Compounding this, there is a recurring difference of opinion about if and how the proposed development has affected the boundaries and viability of the Gahirmatha Turtle Sanctuary, Bhitarkanika National park, and other protected areas in the vicinity. Some people argue the port predates establishment of the protected area(s), while others say sizable chunks were excised from the protected areas in 1998 to accommodate the proposed development.

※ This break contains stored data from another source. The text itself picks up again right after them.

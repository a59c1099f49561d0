//! Binary morphological erosion (minimum filter)
//!
//! A cell stays set only when every cell of its structuring element
//! neighborhood is set. Shrinks urban regions and strips thin protrusions.

use urbano_core::raster::Raster;
use urbano_core::{Algorithm, Error, Result};

use super::element::StructuringElement;
use super::focal_binary;

/// Parameters for morphological erosion
#[derive(Debug, Clone, Default)]
pub struct ErodeParams {
    /// Structuring element shape
    pub element: StructuringElement,
}

/// Erosion algorithm
#[derive(Debug, Clone, Default)]
pub struct Erode;

impl Algorithm for Erode {
    type Input = Raster<u8>;
    type Output = Raster<u8>;
    type Params = ErodeParams;
    type Error = Error;

    fn name(&self) -> &'static str {
        "Erode"
    }

    fn description(&self) -> &'static str {
        "Binary erosion (minimum filter over structuring element)"
    }

    fn execute(&self, input: Self::Input, params: Self::Params) -> Result<Self::Output> {
        erode(&input, &params.element)
    }
}

/// Perform binary erosion on a {0,1} mask
///
/// Each output cell is 1 if all in-bounds cells under the structuring
/// element are non-zero. Out-of-bounds neighbors are ignored, so the
/// raster edge does not erode a region touching it.
///
/// # Arguments
/// * `raster` - Input mask (non-zero = set)
/// * `element` - Structuring element defining the neighborhood shape
pub fn erode(raster: &Raster<u8>, element: &StructuringElement) -> Result<Raster<u8>> {
    focal_binary(raster, element, |set, in_bounds| set == in_bounds)
}
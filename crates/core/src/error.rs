//! Error types for urbano

use thiserror::Error;

/// Main error type for urbano raster and stack operations
#[derive(Error, Debug)]
pub enum Error {
    #[error("Invalid raster dimensions: {width}x{height}")]
    InvalidDimensions { width: usize, height: usize },

    #[error("Index out of bounds: ({row}, {col}) in raster of size ({rows}, {cols})")]
    IndexOutOfBounds {
        row: usize,
        col: usize,
        rows: usize,
        cols: usize,
    },

    /// Grids that must share a pixel index space do not.
    #[error("Shape mismatch in {context}: expected ({er}, {ec}), got ({ar}, {ac})")]
    ShapeMismatch {
        context: String,
        er: usize,
        ec: usize,
        ar: usize,
        ac: usize,
    },

    #[error("Georeferencing mismatch in {context}")]
    GeoreferenceMismatch { context: String },

    #[error("Year {year} outside stack range {first}..={last}")]
    YearOutOfRange { year: i32, first: i32, last: i32 },

    #[error("Invalid year range: {first}..={last}")]
    InvalidYearRange { first: i32, last: i32 },

    #[error("Raster stack has no layers")]
    EmptyStack,

    #[error("Invalid parameter: {name} = {value} ({reason})")]
    InvalidParameter {
        name: &'static str,
        value: String,
        reason: String,
    },

    #[error("Serialization error: {0}")]
    Serialization(#[from] serde_json::Error),

    #[error("Algorithm error: {0}")]
    Algorithm(String),

    #[error("{0}")]
    Other(String),
}

impl Error {
    /// Whether this error aborts a whole stage rather than a single unit
    pub fn is_fatal_for_stage(&self) -> bool {
        matches!(
            self,
            Error::ShapeMismatch { .. } | Error::GeoreferenceMismatch { .. }
        )
    }
}

/// Result type alias for urbano operations
pub type Result<T> = std::result::Result<T, Error>;
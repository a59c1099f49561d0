//! Probability thresholding and the per-year spatial morphology filter

mod filter;
mod threshold;

pub use filter::{
    binarize, clear_nodata, filter_probability_layer, spatial_filter, Binarized, FilteredLayer,
    SpatialFilter, SpatialFilterParams,
};
pub use threshold::{
    Gid, Region, ThresholdLookup, ThresholdPeriod, ThresholdTable, TileThresholds,
    DEFAULT_THRESHOLD, DEGENERATE_THRESHOLD,
};
//! Filter cascade for one GID tile
//!
//! Stage order is fixed: spatial morphology filter, temporal filters 1
//! to 4, validity mask, then encoding to class codes. Each stage
//! materializes every year before the next one starts.
//!
//! In the spatial stage every year is its own unit. A unit whose layer
//! cannot be read or filtered is reported as a [`UnitFailure`] and its
//! year is zero-filled, so the temporal filters see it as missing data.
//! Misaligned grids abort the whole tile.

use std::collections::BTreeMap;

use serde::{Deserialize, Serialize};
use tracing::{debug, info};
use urbano_algorithms::mask::apply_validity_mask;
use urbano_algorithms::report::{Diagnostic, StageOutput, StageReport, YearStats};
use urbano_algorithms::spatial::{binarize, clear_nodata, spatial_filter, Gid, Region, ThresholdTable};
use urbano_algorithms::temporal::temporal_cascade;
use urbano_core::{Provenance, Raster, RasterStack, Stage};
use urbano_parallel::{ParallelStrategy, TiledProcessor};

use crate::config::PipelineConfig;
use crate::error::Result;
use crate::product::{check_continuity, ContinuityReport};
use crate::source::ProbabilitySource;

/// A unit of work that failed: one year of a tile, or the whole tile
#[derive(Debug, Clone, PartialEq, Eq, Serialize, Deserialize)]
pub struct UnitFailure {
    pub gid: Gid,
    /// `None` when the whole tile failed
    pub year: Option<i32>,
    pub reason: String,
}

impl UnitFailure {
    pub fn year(gid: Gid, year: i32, reason: impl Into<String>) -> Self {
        Self {
            gid,
            year: Some(year),
            reason: reason.into(),
        }
    }

    pub fn tile(gid: Gid, reason: impl Into<String>) -> Self {
        Self {
            gid,
            year: None,
            reason: reason.into(),
        }
    }
}

/// Every stage output of one tile
#[derive(Debug, Clone)]
pub struct TileRun {
    pub gid: Gid,
    pub region: Region,
    /// Outputs in cascade order, spatial filter first, validity mask last
    pub stages: Vec<StageOutput>,
    /// Masked stack encoded as {0, urban code}
    pub product: RasterStack<u8>,
    pub failures: Vec<UnitFailure>,
    pub continuity: ContinuityReport,
}

impl TileRun {
    pub fn stage(&self, stage: Stage) -> Option<&StageOutput> {
        self.stages.iter().find(|s| s.report.stage == stage)
    }

    pub fn reports(&self) -> impl Iterator<Item = &StageReport> {
        self.stages.iter().map(|s| &s.report)
    }

    pub fn diagnostics(&self) -> impl Iterator<Item = &Diagnostic> {
        self.reports().flat_map(|r| r.diagnostics.iter())
    }

    pub fn is_complete(&self) -> bool {
        self.failures.is_empty() && self.continuity.is_continuous()
    }
}

/// Label recorded in provenance, e.g. `"GID 72 (Cuyo)"`
pub fn region_label(gid: Gid, region: Region) -> String {
    format!("GID {gid} ({region})")
}

/// Outcome of one (year, GID) unit of the spatial stage
struct SpatialYear {
    year: i32,
    layer: Option<Raster<u8>>,
    rule: String,
    stats: Option<YearStats>,
    diagnostics: Vec<Diagnostic>,
    failure: Option<UnitFailure>,
}
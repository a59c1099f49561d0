//! Parallel processing strategies

use rayon::prelude::*;
use serde::{Deserialize, Serialize};
use thiserror::Error;

/// Errors raised while scheduling work
#[derive(Debug, Error)]
pub enum ParallelError {
    #[error("failed to build thread pool: {0}")]
    ThreadPool(#[from] rayon::ThreadPoolBuildError),

    #[error("invalid thread count: {0}")]
    InvalidThreads(usize),

    #[error(transparent)]
    Core(#[from] urbano_core::Error),
}

pub type Result<T> = std::result::Result<T, ParallelError>;

/// Processing mode for tiles and spatial units
#[derive(Debug, Clone, Copy, PartialEq, Eq, Default, Serialize, Deserialize)]
#[serde(rename_all = "snake_case")]
pub enum ProcessingMode {
    /// Single-threaded processing
    Sequential,
    /// Parallel processing using all available cores
    #[default]
    Parallel,
    /// Parallel with specified number of threads
    ParallelWith(usize),
}

/// Strategy for parallel execution
pub trait ParallelStrategy {
    /// Execute a function over indices
    fn par_for_each<F>(&self, range: std::ops::Range<usize>, f: F) -> Result<()>
    where
        F: Fn(usize) + Sync + Send;

    /// Map a function over indices and collect results in index order
    fn par_map<T, F>(&self, range: std::ops::Range<usize>, f: F) -> Result<Vec<T>>
    where
        T: Send,
        F: Fn(usize) -> T + Sync + Send;
}

impl ProcessingMode {
    fn pool(threads: usize) -> Result<rayon::ThreadPool> {
        if threads == 0 {
            return Err(ParallelError::InvalidThreads(threads));
        }
        Ok(rayon::ThreadPoolBuilder::new().num_threads(threads).build()?)
    }
}

impl ParallelStrategy for ProcessingMode {
    fn par_for_each<F>(&self, range: std::ops::Range<usize>, f: F) -> Result<()>
    where
        F: Fn(usize) + Sync + Send,
    {
        match self {
            ProcessingMode::Sequential => range.for_each(f),
            ProcessingMode::Parallel => range.into_par_iter().for_each(f),
            ProcessingMode::ParallelWith(threads) => {
                Self::pool(*threads)?.install(|| range.into_par_iter().for_each(f))
            }
        }
        Ok(())
    }

    fn par_map<T, F>(&self, range: std::ops::Range<usize>, f: F) -> Result<Vec<T>>
    where
        T: Send,
        F: Fn(usize) -> T + Sync + Send,
    {
        Ok(match self {
            ProcessingMode::Sequential => range.map(f).collect(),
            ProcessingMode::Parallel => range.into_par_iter().map(f).collect(),
            ProcessingMode::ParallelWith(threads) => {
                Self::pool(*threads)?.install(|| range.into_par_iter().map(f).collect())
            }
        })
    }
}

/// Get the number of available CPU cores
pub fn num_cpus() -> usize {
    rayon::current_num_threads()
}
//! Binary mathematical morphology for urban masks
//!
//! Operations on {0,1} rasters:
//! - **Erosion**: a cell stays set only if its whole neighborhood is set
//! - **Dilation**: a cell becomes set if any neighbor is set
//! - **Opening**: erosion then dilation (removes thin protrusions)
//! - **Closing**: dilation then erosion (closes narrow gaps)
//! - **Components**: connected-component sizes, hole filling, noise removal

mod closing;
mod components;
mod dilate;
mod element;
mod erode;
mod opening;

pub use closing::{closing, Closing, ClosingParams};
pub use components::{fill_small_holes, label_components, remove_small_components, Components};
pub use dilate::{dilate, Dilate, DilateParams};
pub use element::StructuringElement;
pub use erode::{erode, Erode, ErodeParams};
pub use opening::{opening, Opening, OpeningParams};

use ndarray::Array2;
use urbano_core::raster::Raster;
use urbano_core::{Error, Result};

use crate::maybe_rayon::*;

/// Shared kernel of dilation and erosion.
///
/// For every cell, counts set cells and in-bounds cells under the
/// structuring element and lets `decide(set, in_bounds)` pick the output.
pub(crate) fn focal_binary<F>(
    raster: &Raster<u8>,
    element: &StructuringElement,
    decide: F,
) -> Result<Raster<u8>>
where
    F: Fn(usize, usize) -> bool + Sync + Send,
{
    element.validate()?;

    let (rows, cols) = raster.shape();
    let offsets = element.offsets();
    let data = raster.data();

    let output: Vec<u8> = (0..rows)
        .into_par_iter()
        .flat_map(|row| {
            let mut row_data = vec![0u8; cols];
            for (col, out) in row_data.iter_mut().enumerate() {
                let mut set = 0usize;
                let mut in_bounds = 0usize;
                for &(dr, dc) in &offsets {
                    let nr = row as isize + dr;
                    let nc = col as isize + dc;
                    if nr < 0 || nc < 0 || nr >= rows as isize || nc >= cols as isize {
                        continue;
                    }
                    in_bounds += 1;
                    if data[(nr as usize, nc as usize)] != 0 {
                        set += 1;
                    }
                }
                *out = u8::from(decide(set, in_bounds));
            }
            row_data
        })
        .collect();

    let array =
        Array2::from_shape_vec((rows, cols), output).map_err(|e| Error::Other(e.to_string()))?;
    raster.with_data(array)
}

It appears then that a lack of understanding of the issues on all sides of the arguments to date has exacerbated the issues related to the port proposal: The developers were not clear about the real concerns of the NGOs, as these had not been clearly articulated. The NGOs didn’t know the commitment of the DCPL, as this also had not been clearly articulated. The Government had no idea of the potential impacts, as these had also not been clearly articulated. Thus, most people operated on a ‘half knowledge’ basis, whereby they knew parts of each argument. It seems there was a lack of understanding on the implications of the port development on the turtles based on biology and natural history, and both sides worked rather from notions or partial understandings of common misconceptions about turtles. Issues such as these, and numerous others, will need to be dealt with in any future environmental planning if the project is to benefit from valuable scientific and conservation input from the relevant government agencies and NGOs.

46. The Roles of IUCN

Through presentations to the DPCL authorities, the IUCN Mission outlined the vision, mission and organization of IUCN, highlighting its unique membership drawn from states and civil society, its convening mandate and role in addressing difficult often controversial conservation and development issues, its scientific knowledge base, its ability to link policy and action and its unparallel access to high quality conservation expertise resident in its 10,000 members strong six scientific commissions, as well as in its global network of secretariat staff, members and partners.

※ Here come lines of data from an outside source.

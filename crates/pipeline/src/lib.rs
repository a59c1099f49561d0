//! # Urbano Pipeline
//!
//! Runs the urban filter cascade per GID tile and across the country:
//!
//! 1. per-year thresholding of the probability layer and the spatial
//!    morphology filter, tiled with a halo
//! 2. temporal filters 1 to 4
//! 3. the validity mask
//! 4. encoding to {0, urban code} and persistence through a [`StackSink`]
//!
//! Configuration is an immutable [`PipelineConfig`]. Raster access goes
//! through the [`ProbabilitySource`] and [`StackSink`] traits.

pub mod batch;
pub mod config;
pub mod error;
pub mod logging;
pub mod pipeline;
pub mod product;
pub mod source;

pub use batch::{run_batch, BatchOutput, BatchReport, TileSummary};
pub use config::PipelineConfig;
pub use error::{PipelineError, Result};
pub use pipeline::{region_label, TilePipeline, TileRun, UnitFailure};
pub use product::{check_continuity, national_mosaic, ContinuityReport, Mosaic};
pub use source::{MemorySink, MemorySource, ProbabilitySource, StackSink};

/// Prelude for convenient imports
pub mod prelude {
    pub use crate::batch::{run_batch, BatchOutput, BatchReport};
    pub use crate::config::PipelineConfig;
    pub use crate::error::{PipelineError, Result};
    pub use crate::pipeline::{TilePipeline, TileRun, UnitFailure};
    pub use crate::product::{check_continuity, national_mosaic, Mosaic};
    pub use crate::source::{MemorySink, MemorySource, ProbabilitySource, StackSink};
    pub use urbano_algorithms::prelude::*;
}
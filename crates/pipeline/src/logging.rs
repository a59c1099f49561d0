//! Tracing subscriber setup

use tracing::Level;
use tracing_subscriber::FmtSubscriber;

use crate::error::{PipelineError, Result};

/// Install a global formatter at INFO, or DEBUG when `verbose`.
///
/// Fails if a global subscriber is already installed.
pub fn init(verbose: bool) -> Result<()> {
    let level = if verbose { Level::DEBUG } else { Level::INFO };
    let subscriber = FmtSubscriber::builder()
        .with_max_level(level)
        .with_target(false)
        .finish();
    tracing::subscriber::set_global_default(subscriber)
        .map_err(|e| PipelineError::Logging(e.to_string()))
}
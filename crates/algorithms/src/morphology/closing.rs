//! Binary morphological closing (dilation followed by erosion)
//!
//! Merges nearby urban clusters and closes gaps narrower than the
//! structuring element.

use urbano_core::raster::Raster;
use urbano_core::{Algorithm, Error, Result};

use super::dilate::dilate;
use super::element::StructuringElement;
use super::erode::erode;

/// Parameters for morphological closing
#[derive(Debug, Clone, Default)]
pub struct ClosingParams {
    /// Structuring element shape
    pub element: StructuringElement,
}

/// Closing algorithm
#[derive(Debug, Clone, Default)]
pub struct Closing;

impl Algorithm for Closing {
    type Input = Raster<u8>;
    type Output = Raster<u8>;
    type Params = ClosingParams;
    type Error = Error;

    fn name(&self) -> &'static str {
        "Closing"
    }

    fn description(&self) -> &'static str {
        "Binary closing (dilation then erosion) to close small gaps"
    }

    fn execute(&self, input: Self::Input, params: Self::Params) -> Result<Self::Output> {
        closing(&input, &params.element)
    }
}

/// Perform binary closing on a {0,1} mask
///
/// Closing = dilate then erode. Never removes a set cell in the
/// interior of the raster.
pub fn closing(raster: &Raster<u8>, element: &StructuringElement) -> Result<Raster<u8>> {
    let dilated = dilate(raster, element)?;
    erode(&dilated, element)
}
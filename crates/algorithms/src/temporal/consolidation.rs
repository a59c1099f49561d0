//! Temporal filter 4: monotonic consolidation
//!
//! Once urban, always urban: every year becomes the running maximum of
//! all years up to it. The first year is then re-checked against the
//! second year of the *input*. An urban first year followed by a
//! non-urban second year is dropped, while later years keep the urban
//! value the cumulative maximum already gave them. This is the only way
//! the output can decrease along the years.
//!
//! The pass is aggressive and inflates apparent growth. It is applied as
//! is; nothing downstream compensates.

use ndarray::Zip;
use tracing::info;
use urbano_core::{Algorithm, Error, RasterStack, Result, Stage, StageParameters};

use super::TemporalParams;
use crate::report::{finish_stage, Diagnostic, StageOutput, YearOutcome};

pub fn temporal_consolidation(
    input: &RasterStack<u8>,
    params: &TemporalParams,
) -> Result<StageOutput> {
    let years = input.years();
    let first_year = years.first();
    let retract = input.len() >= 2;
    info!(stage = %Stage::TemporalConsolidation, years = %years, "running temporal filter");

    let mut running = input.template().with_same_meta::<u8>();
    let mut outcomes = Vec::with_capacity(input.len());
    for (year, layer) in input.iter() {
        let mut diagnostics = Vec::new();
        if input.is_substituted(year) {
            diagnostics.push(Diagnostic::MissingYearData {
                year,
                referenced_by: year,
            });
        }
        Zip::from(running.data_mut())
            .and(layer.data())
            .for_each(|r, &v| *r = u8::from(*r != 0 || v != 0));
        outcomes.push(YearOutcome {
            layer: running.clone(),
            rule: format!("cumulative max {first_year}-{year}"),
            diagnostics,
        });
    }

    if retract {
        let second = first_year + 1;
        let first = &input.layers()[0];
        let next = &input.layers()[1];
        let validated = first.zip_map(next, "first-year retraction", |a, b| {
            u8::from(a != 0 && b != 0)
        })?;
        if input.is_substituted(second) {
            outcomes[0].diagnostics.push(Diagnostic::MissingYearData {
                year: second,
                referenced_by: first_year,
            });
        }
        outcomes[0].layer = validated;
        outcomes[0].rule = format!(
            "cumulative max {first_year}-{first_year}; retract where {first_year} urban and {second} not"
        );
    }

    finish_stage(
        input,
        Stage::TemporalConsolidation,
        StageParameters::Consolidation {
            first_year_retraction: retract,
        },
        params.urban_code,
        outcomes,
    )
}

pub fn consolidation_series(series: &[u8]) -> Vec<u8> {
    let mut out: Vec<u8> = series
        .iter()
        .scan(0u8, |running, &v| {
            *running = u8::from(*running != 0 || v != 0);
            Some(*running)
        })
        .collect();
    if series.len() >= 2 {
        out[0] = u8::from(series[0] != 0 && series[1] != 0);
    }
    out
}

/// Temporal consolidation filter (filter 4)
#[derive(Debug, Clone, Default)]
pub struct TemporalConsolidation;

impl Algorithm for TemporalConsolidation {
    type Input = RasterStack<u8>;
    type Output = StageOutput;
    type Params = TemporalParams;
    type Error = Error;

    fn name(&self) -> &'static str {
        "TemporalConsolidation"
    }

    fn description(&self) -> &'static str {
        "Cumulative maximum over years with first-year retraction"
    }

    fn execute(&self, input: Self::Input, params: Self::Params) -> Result<Self::Output> {
        temporal_consolidation(&input, &params)
    }
}

#[cfg(test)]
mod tests {
    use super::*;

    fn is_monotonic_after_first(series: &[u8]) -> bool {
        series[1..].windows(2).all(|w| w[1] >= w[0])
    }

    #[test]
    fn test_cumulative_max() {
        assert_eq!(consolidation_series(&[0, 1, 0, 0, 1, 0]), vec![0, 1, 1, 1, 1, 1]);
        assert_eq!(consolidation_series(&[1, 1, 0, 0]), vec![1, 1, 1, 1]);
    }

    #[test]
    fn test_first_year_retraction_exception() {
        // the retracted first year sits below the second year
        let out = consolidation_series(&[1, 0, 0]);
        assert_eq!(out, vec![0, 1, 1]);
        assert!(out[0] < out[1]);
    }

    #[test]
    fn test_monotonic() {
        let inputs: [&[u8]; 4] = [
            &[1, 0, 1, 0, 1, 0, 1],
            &[0, 1, 1, 0, 0, 1, 0],
            &[1, 0, 0, 0, 0, 0, 0],
            &[0, 0, 0, 0, 0, 0, 1],
        ];
        for series in inputs {
            let out = consolidation_series(series);
            assert!(is_monotonic_after_first(&out));
            assert!(out[0] <= out[1]);
        }
    }

    #[test]
    fn test_single_year_not_retracted() {
        assert_eq!(consolidation_series(&[1]), vec![1]);
        let stack = RasterStack::from_pixel_series(2024, &[1u8]).unwrap();
        let out = temporal_consolidation(&stack, &TemporalParams::default()).unwrap();
        assert_eq!(out.stack.pixel_series(0, 0).unwrap(), vec![1]);
    }

    #[test]
    fn test_stack_matches_series() {
        let series = [1u8, 0, 0, 1, 0, 0, 1, 0];
        let stack = RasterStack::from_pixel_series(2000, &series).unwrap();
        let out = temporal_consolidation(&stack, &TemporalParams::default()).unwrap();
        assert_eq!(out.stack.pixel_series(0, 0).unwrap(), consolidation_series(&series));
        assert_eq!(out.report.stats_for(2000).unwrap().removed, 1);

        let provenance = out.stack.provenance().unwrap();
        assert_eq!(provenance.rule_for(2003), Some("cumulative max 2000-2003"));
        assert_eq!(
            provenance.parameters,
            StageParameters::Consolidation { first_year_retraction: true }
        );
    }
}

The Mission explained the mandate that the member organizations have given to IUCN, to engage businesses in conservation agendas according to the private sector strategy approved by IUCN Council and the operational guidelines that seek objectivity, transparency and result orientation in such engagements while protecting the organization’s image and integrity as its most valuable assets.

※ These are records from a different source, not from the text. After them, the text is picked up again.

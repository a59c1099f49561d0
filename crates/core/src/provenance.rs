//! Provenance records attached to stage outputs
//!
//! Provenance is for auditing only: no stage reads it to decide
//! anything.

use serde::{Deserialize, Serialize};

use crate::error::Result;
use crate::raster::Connectivity;
use crate::stack::YearRange;

/// Processing stage that produced a stack
#[derive(Debug, Clone, Copy, PartialEq, Eq, PartialOrd, Ord, Hash, Serialize, Deserialize)]
#[serde(rename_all = "snake_case")]
pub enum Stage {
    SpatialFilter,
    TemporalConsistency,
    TemporalSmoothing,
    TemporalGapFill,
    TemporalConsolidation,
    FinalSpatialMask,
}

impl Stage {
    /// All stages of the filter cascade, in execution order
    pub const CASCADE: [Stage; 6] = [
        Stage::SpatialFilter,
        Stage::TemporalConsistency,
        Stage::TemporalSmoothing,
        Stage::TemporalGapFill,
        Stage::TemporalConsolidation,
        Stage::FinalSpatialMask,
    ];

    pub fn name(&self) -> &'static str {
        match self {
            Stage::SpatialFilter => "spatial_filter",
            Stage::TemporalConsistency => "temporal_filter_1",
            Stage::TemporalSmoothing => "temporal_filter_2",
            Stage::TemporalGapFill => "temporal_filter_3",
            Stage::TemporalConsolidation => "temporal_filter_4",
            Stage::FinalSpatialMask => "final_spatial_mask",
        }
    }

    /// Whether the stage may turn a non-urban cell into an urban one
    pub fn can_add(&self) -> bool {
        matches!(
            self,
            Stage::SpatialFilter | Stage::TemporalGapFill | Stage::TemporalConsolidation
        )
    }
}

impl std::fmt::Display for Stage {
    fn fmt(&self, f: &mut std::fmt::Formatter<'_>) -> std::fmt::Result {
        f.write_str(self.name())
    }
}

/// Stage-specific parameters recorded for audit
#[derive(Debug, Clone, PartialEq, Serialize, Deserialize)]
#[serde(tag = "kind", rename_all = "snake_case")]
pub enum StageParameters {
    Spatial {
        radius: usize,
        hole_size: usize,
        noise_size: usize,
        connectivity: Connectivity,
    },
    /// Majority-vote window filters; the per-layer rules carry the windows
    TemporalWindow,
    GapFill,
    Consolidation { first_year_retraction: bool },
    ValidityMask { mask_value: u8 },
}

/// The rule that produced one year's layer
#[derive(Debug, Clone, PartialEq, Eq, Serialize, Deserialize)]
pub struct LayerRule {
    pub year: i32,
    pub rule: String,
}

/// Provenance of a stage output stack
#[derive(Debug, Clone, PartialEq, Serialize, Deserialize)]
pub struct Provenance {
    pub stage: Stage,
    /// Tile or region label, e.g. `"GID 72 (Cuyo)"`
    pub region: String,
    pub years: YearRange,
    /// Code written for urban cells in the external encoding
    pub urban_code: u8,
    pub parameters: StageParameters,
    pub layers: Vec<LayerRule>,
}

impl Provenance {
    pub fn new(stage: Stage, years: YearRange, urban_code: u8, parameters: StageParameters) -> Self {
        Self {
            stage,
            region: String::new(),
            years,
            urban_code,
            parameters,
            layers: Vec::with_capacity(years.len()),
        }
    }

    pub fn with_region(mut self, region: impl Into<String>) -> Self {
        self.region = region.into();
        self
    }

    pub fn push_rule(&mut self, year: i32, rule: impl Into<String>) {
        self.layers.push(LayerRule {
            year,
            rule: rule.into(),
        });
    }

    /// Rule text for `year`, if recorded
    pub fn rule_for(&self, year: i32) -> Option<&str> {
        self.layers
            .iter()
            .find(|l| l.year == year)
            .map(|l| l.rule.as_str())
    }

    pub fn to_json(&self) -> Result<String> {
        Ok(serde_json::to_string_pretty(self)?)
    }
}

Experiences of IUCN engagement with the mining industry, oil and gas businesses, agricultural sector, forest industries, fisheries and tourism were shared with DPCL authorities exemplifying IUCN’s value in terms of credible and independent science and convening of review panels and dialogues on contentious issues.

It was clarified that while IUCN expected to be paid for its costs, it was important for its potential business partners to understand and respect the need for its independence and credibility, both of which are at the very heart of its value for a business, committed to conservation.

7. IUCN as a Source of Independent, Credible and Sound Biological Information

The IUCN delegation further highlighted the broad extent and global leadership in species-based science and conservation through its Species Survival Commission, and in particular in this instance of the Marine Turtle Specialist Group (MTSG). The Mission noted that several of the key players in past deliberations were current members of the MTSG, and that in future deliberations IUCN would be able to draw on a wide base of specialists involved in turtle conservation and management issues related to protected areas, lighting pollution, urban planning, turtle biology and migration, amongst others.